5: Pay them an appropriate wage
A good place to start for small children is the current minimum wage. As they get older and more experienced, you could pay them more. But you cannot exceed the rate you would pay a non-family member. For example, if you hired your child to do yard word at the property, you cannot pay them $60 an hour if you could hire a grounds keeping company for $20 an hour. Pay your kids the same as you would have paid someone else with their experience level to do the same job.
6: Do the paperwork
When you have an employee you must have a paper trail. Use the same trail with your kids. Have them sign an employment agreement spelling out what their duties are and how much you will pay them. They should also fill out a W-4 to set their tax withholding figures and a W-9 to put their social security number on file with your business. If you are audited, these forms help establish your child as a legitimate employee.
7: Pay with a check
Never pay your children with cash. Paying with cash doesn’t leave a paper trail, so there is no way to prove they earned income. Write a check out of the business bank account and have them deposit the check, not cash it, into their own bank account or Roth IRA account. This proves they got paid and how much they were paid.

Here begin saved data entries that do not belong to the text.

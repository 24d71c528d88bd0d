//! Operating mode tags and display-mode derivation
//!
//! Modes are normalized to the labels logging clients expect. The DV tag gets
//! a derived presentation form at publish time: Icom's D-STAR DR mode lives in
//! fixed repeater sub-bands, so the current frequency distinguishes
//! `D-STAR (DR)` from `D-STAR (DV)`.

use std::fmt;

use serde::{Serialize, Serializer};

/// Operating modes reported by connected transceivers
#[derive(Debug, Clone, Copy, PartialEq, Eq, Hash)]
pub enum RigMode {
    /// Lower Sideband
    Lsb,
    /// Upper Sideband
    Usb,
    /// Continuous Wave
    Cw,
    /// CW Reverse
    CwR,
    /// CW Upper (Yaesu/Kenwood CW on USB side)
    CwU,
    /// Amplitude Modulation
    Am,
    /// AM Narrow
    AmN,
    /// Frequency Modulation
    Fm,
    /// FM Narrow
    FmN,
    /// Wide FM
    Wfm,
    /// RTTY
    Rtty,
    /// RTTY Reverse
    RttyR,
    /// RTTY Lower
    RttyLsb,
    /// RTTY Upper
    RttyUsb,
    /// Yaesu System Fusion digital voice
    C4fm,
    /// Icom D-STAR digital voice
    Dv,
}

impl RigMode {
    /// Wire label used in published events and snapshots
    pub fn as_str(&self) -> &'static str {
        match self {
            RigMode::Lsb => "LSB",
            RigMode::Usb => "USB",
            RigMode::Cw => "CW",
            RigMode::CwR => "CW-R",
            RigMode::CwU => "CW-U",
            RigMode::Am => "AM",
            RigMode::AmN => "AM-N",
            RigMode::Fm => "FM",
            RigMode::FmN => "FM-N",
            RigMode::Wfm => "WFM",
            RigMode::Rtty => "RTTY",
            RigMode::RttyR => "RTTY-R",
            RigMode::RttyLsb => "RTTY-LSB",
            RigMode::RttyUsb => "RTTY-USB",
            RigMode::C4fm => "C4FM",
            RigMode::Dv => "DV",
        }
    }
}

impl fmt::Display for RigMode {
    fn fmt(&self, f: &mut fmt::Formatter<'_>) -> fmt::Result {
        f.write_str(self.as_str())
    }
}

impl Serialize for RigMode {
    fn serialize<S: Serializer>(&self, serializer: S) -> Result<S::Ok, S::Error> {
        serializer.serialize_str(self.as_str())
    }
}

/// Check whether a frequency falls in a D-STAR DR (repeater) sub-band.
///
/// 430 MHz band: 434.000–435.000 and 439.000–440.000 (upper bound exclusive).
/// 1200 MHz band: 1270.000–1273.000, 1290.000–1293.000 (exclusive) and
/// 1299.000–1300.000 (inclusive).
pub fn is_dstar_dr(freq: i64) -> bool {
    (434_000_000..435_000_000).contains(&freq)
        || (439_000_000..440_000_000).contains(&freq)
        || (1_270_000_000..1_273_000_000).contains(&freq)
        || (1_290_000_000..1_293_000_000).contains(&freq)
        || (1_299_000_000..=1_300_000_000).contains(&freq)
}

/// Presentation label for a mode, substituting the D-STAR form for DV when
/// the frequency is known.
pub fn display_mode(mode: RigMode, freq: i64) -> &'static str {
    if mode == RigMode::Dv && freq > 0 {
        if is_dstar_dr(freq) {
            "D-STAR (DR)"
        } else {
            "D-STAR (DV)"
        }
    } else {
        mode.as_str()
    }
}
//! Bridge configuration
//!
//! The bridge persists its settings as JSON in the platform config directory.
//! Only the rig-facing fields live here; the lookup and logbook settings are
//! owned by their own subsystems.

use std::path::PathBuf;

use serde::{Deserialize, Serialize};
use tracing::warn;

/// Number of rig port slots offered in the settings surface
pub const MAX_PORTS: usize = 4;

fn default_baud() -> u32 {
    9600
}

/// One rig port slot; an empty path disables the slot
#[derive(Debug, Clone, Serialize, Deserialize, PartialEq)]
pub struct RigPortConfig {
    /// Serial device path (empty = slot disabled)
    #[serde(default)]
    pub port: String,
    /// Baud rate; zero falls back to 9600
    #[serde(default = "default_baud")]
    pub baud: u32,
}

impl RigPortConfig {
    /// Whether this slot should be watched
    pub fn enabled(&self) -> bool {
        !self.port.is_empty()
    }

    /// Configured baud with the zero fallback applied
    pub fn effective_baud(&self) -> u32 {
        if self.baud == 0 {
            default_baud()
        } else {
            self.baud
        }
    }
}

impl Default for RigPortConfig {
    fn default() -> Self {
        Self {
            port: String::new(),
            baud: default_baud(),
        }
    }
}

/// Which ports contribute to the published global state
#[derive(Debug, Clone, Copy, PartialEq, Eq, Serialize, Deserialize, Default)]
#[serde(rename_all = "lowercase")]
pub enum BroadcastMode {
    /// Every port's data contributes
    #[default]
    All,
    /// Only the selected port contributes
    Single,
}

/// Rig-facing bridge settings
#[derive(Debug, Clone, Serialize, Deserialize, PartialEq, Default)]
pub struct BridgeConfig {
    /// Master switch for the rig subsystem
    #[serde(default)]
    pub use_rig: bool,
    /// Mirror each port through a pseudo-tty pair (POSIX only)
    #[serde(default)]
    pub use_pty: bool,
    /// Port slots; entries beyond [`MAX_PORTS`] are ignored
    #[serde(default)]
    pub rig_ports: Vec<RigPortConfig>,
    /// Which ports feed the global state
    #[serde(default)]
    pub rig_broadcast_mode: BroadcastMode,
    /// Selected slot when the broadcast mode is `single`
    #[serde(default)]
    pub selected_rig_index: usize,
}

impl BridgeConfig {
    /// Enabled slots with their indices, capped at [`MAX_PORTS`]
    pub fn enabled_ports(&self) -> impl Iterator<Item = (usize, &RigPortConfig)> {
        self.rig_ports
            .iter()
            .take(MAX_PORTS)
            .enumerate()
            .filter(|(_, rp)| rp.enabled())
    }

    /// Platform config directory for the bridge
    fn config_dir() -> Option<PathBuf> {
        if let Ok(xdg) = std::env::var("XDG_CONFIG_HOME") {
            let path = PathBuf::from(xdg);
            if path.is_absolute() {
                return Some(path.join("rigbridge"));
            }
        }
        dirs::home_dir().map(|h| h.join(".config").join("rigbridge"))
    }

    /// Path of the settings file
    pub fn config_path() -> Option<PathBuf> {
        Self::config_dir().map(|p| p.join("config.json"))
    }

    /// Load settings from disk, falling back to defaults
    pub fn load() -> Self {
        Self::config_path()
            .and_then(|path| std::fs::read_to_string(path).ok())
            .and_then(|s| match serde_json::from_str(&s) {
                Ok(cfg) => Some(cfg),
                Err(e) => {
                    warn!("config file unreadable, using defaults: {e}");
                    None
                }
            })
            .unwrap_or_default()
    }

    /// Save settings to disk
    pub fn save(&self) -> Result<(), String> {
        let path = Self::config_path().ok_or_else(|| "no config directory".to_string())?;
        if let Some(parent) = path.parent() {
            std::fs::create_dir_all(parent)
                .map_err(|e| format!("failed to create config directory: {e}"))?;
        }
        let json = serde_json::to_string_pretty(self)
            .map_err(|e| format!("failed to serialize config: {e}"))?;
        std::fs::write(&path, json).map_err(|e| format!("failed to write config: {e}"))
    }
}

8: Help them file a tax return every year
They will not likely owe any income taxes if their earned income is below $12,000 a year, but in order to be legitimate, you want proof they earned the money. This will also serve as proof of earned income for their Roth IRA deposit as IRA deposits can only come from earned income.
Employing your children to work for your business is pretty easy. In addition to the tax advantages gained, which I will discuss next week, there are some non-tangible benefits. Teaching them good work ethics at a young age will have many benefits throughout their lifetime. They will also learn how to handle their money well before they are on their own which hopefully will prevent them from having future financial troubles.
We own rentals that are held in the name of our family trust. So is the employer the trust or the individual parent?
Anna,
If the trust is a revocable living trust, it doesn’t have it’s own tax ID number and the taxes belong to the trust holder. So if the trust is only owned by the parents, it is the same as if the parents are employing the kids directly. (check with your own CPA to be sure your individual situation is good)
Thank you for your reply! This is what our CPA says:
“From what I’ve read so far, the exemption for the payroll taxes are only for Sole Proprietors, Husband/Wife Partnership or LLC treated as a husband/wife partnership, or Single Member LLC treated as a sole proprietorship. These are all businesses subject to self-employment taxes.”
Is this the case with you?
I have an individual 401k for back door roth reasons. Any issues with having children as employees with the 401k to avoid requiring 401k for child employees?
In regard to item 1. Above: Is an LLC being taxed as an S-Corp considered a “corporation”?
Guy, No an LLC, whatever way you choose to have it taxed, such as an S-Corp, will still be considered an LLC and not a Corporation.
How do you protect yourself liability-wise without an LLC?
Adam, I do have an LLC. But not a corporation. An LLC is not a corporation. Also have liability insurance.